Scots And Jews: Braveheart Meet Ben Yair… by Gerald A. Honigman

 

Despite his anti-Semitic streak, Mel Gibson is a talented actor and director. I really would like to like the guy. Too bad he still sees Jews as the Devil’s spawn.

One movie, in particular, was truly amazing…

“They may take our lives, but they may never take our freedom!”

Thus, allegedly, spoke William Wallace, aka Braveheart.

No doubt, Gibson’s movie was hauntingly spectacular and led me to admire the Scots even more than I did already–at least until recently.

Nevertheless, questions regarding the historicity of Gibson’s account caused quite a commotion.

Ronald Hamowy of the Department of History at the University of Alberta summed it up this way in his June 28, 1995 comments:

“Frankly, this movie has about as much merit historically…as one of the countless dubbed Italian films about Hercules battling the tyrants…”

Regardless, William Wallace was a 13th century Scottish hero, and Gibson’s passion for the freedom of this people and sympathy for their cause shined through.

It is thus with sadness that I heard recent news about the Church of Scotland’s comments regarding the age-old plight and quest for freedom of an even more historically ancient and persecuted people, the Jews.

Both Jewish and non-Jewish historical records link Jews to the land of Israel for most of man’s recorded history–before most other peoples even made their historical debuts.

The famed Cyrus Cylinder (the Kurash Prism of Persia’s Cyrus the Great), for example,  is making the rounds in museums all over the world. Despite some debate, many scholars consider it as being one of the most important archaeological finds ever  discovered. As of May 2013, it is on display in Washington’s Sackler Gallery of the Smithsonian Institute and, among other things, gives an outsider’s account of the return of the Jews, upon being freed by Cyrus from Babylonian captivity, to the very land which the Scots now say they have no special ties to (http://www.cais-soas.com/CAIS/History/hakhamaneshian/Cyrus-the-great/decree_jews.htm).

Braveheart’s descendants now claim such things as the Hebrew Bible (aka Old Testament) not specifically connecting the land of Israel to Jews at all (I guess the stories in it are about Chinese or Zimbabweans); the need for Judea and Samaria (the “West Bank”) to once again be forcibly made Judenrein to appease others’ demands; and other such goodies.
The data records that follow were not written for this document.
// Copyright (C) 2026 Fred Clausen
// Use of this source code is governed by an MIT-style
// license that can be found in the LICENSE file or at
// https://opensource.org/licenses/MIT.

//! Text input to typed filter values.
//!
//! Facet values are closed enumerations. Anything outside them is rejected
//! here, before a command is built.

use crate::error::ApiError;
use painel::{Facet, FacetToggle, OnTimeStatus, SELECTABLE_YEARS};
use tracing::warn;

/// Resolves a facet by its filter-state field name (`months`, `regions`,
/// `states`, `modalities`, `serviceTypes`), ignoring case.
///
/// # Errors
///
/// Returns `ApiError::UnknownFacet` if no facet has that field name.
pub fn parse_facet(name: &str) -> Result<Facet, ApiError> {
    let trimmed: &str = name.trim();
    Facet::ALL
        .into_iter()
        .find(|facet| facet.field().eq_ignore_ascii_case(trimmed))
        .ok_or_else(|| {
            warn!(facet = name, "Rejected unknown facet");
            ApiError::UnknownFacet(name.to_string())
        })
}

/// Builds a toggle command payload from a facet name and a value label.
///
/// # Arguments
///
/// * `facet` - The facet field name (e.g. `"regions"`)
/// * `value` - The value label (e.g. `"Sul"`)
///
/// # Errors
///
/// Returns `ApiError::UnknownFacet` for an unknown facet and
/// `ApiError::Domain` when the value is not a member of the facet's enumeration.
pub fn parse_facet_toggle(facet: &str, value: &str) -> Result<FacetToggle, ApiError> {
    let facet: Facet = parse_facet(facet)?;
    FacetToggle::parse(facet, value).map_err(|err| {
        warn!(facet = facet.field(), value, error = %err, "Rejected facet value");
        ApiError::from(err)
    })
}

/// Parses the on-time selector (`all`, `noPrazo`, `foraPrazo`), ignoring case.
///
/// # Errors
///
/// Returns `ApiError::InvalidInput` for any other value.
pub fn parse_on_time_status(value: &str) -> Result<OnTimeStatus, ApiError> {
    let trimmed: &str = value.trim();
    [
        OnTimeStatus::All,
        OnTimeStatus::OnTimeOnly,
        OnTimeStatus::LateOnly,
    ]
    .into_iter()
    .find(|status| status.as_str().eq_ignore_ascii_case(trimmed))
    .ok_or_else(|| {
        warn!(value, "Rejected on-time selector");
        ApiError::InvalidInput {
            field: String::from("prazoStatus"),
            message: format!("expected one of all, noPrazo, foraPrazo (got '{value}')"),
        }
    })
}

/// Checks that a year is offered by the year selector.
///
/// # Errors
///
/// Returns `ApiError::InvalidInput` if the year is outside the selectable range.
pub fn validate_year(year: u16) -> Result<u16, ApiError> {
    if SELECTABLE_YEARS.contains(&year) {
        return Ok(year);
    }
    warn!(year, "Rejected year outside the selector range");
    Err(ApiError::InvalidInput {
        field: String::from("year"),
        message: format!(
            "year must be between {} and {} (got {year})",
            SELECTABLE_YEARS.start(),
            SELECTABLE_YEARS.end()
        ),
    })
}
Like other churches of its ilk, the Scots’ missionary work in the Middle East probably has at least as much to do with this anti-Israel development as anything else.

To better appreciate the travesty, let’s backtrack and return to the words of Gibson’s Braveheart. We’ll compare them to another quote, one courtesy of a much-respected, contemporary historian who recorded the words of a major leader of another oppressed people who were fighting–over a thousand years before William Wallace took on England–the conqueror of much of the known world. And, as the Scots, fighting for freedom and dignity, earlier gave Rome much trouble, so did the Jews.

Tacitus was one of the main Roman historians of the time. Before we consider Josephus’s quote, let’s see what Tacitus had to say about the first major revolt of the people (66-73 C.E.) whom the Church of Scotland now claims have no special ties to the land in Vol. II, Book V, The Works of Tacitus:

“Vespasian succeeded to the command…It inflamed his resentment that the Jews were the only nation that had not yet submitted…Titus was appointed by his father to complete the subjugation of Judaea…he commanded three legions in Judaea itself…To these he added the twelfth from Syria and the third and twenty-second from Alexandria…amongst his allies were a band of Arabs, formidable in themselves and harboring towards the Jews the bitter animosity usually subsisting between neighboring nations.”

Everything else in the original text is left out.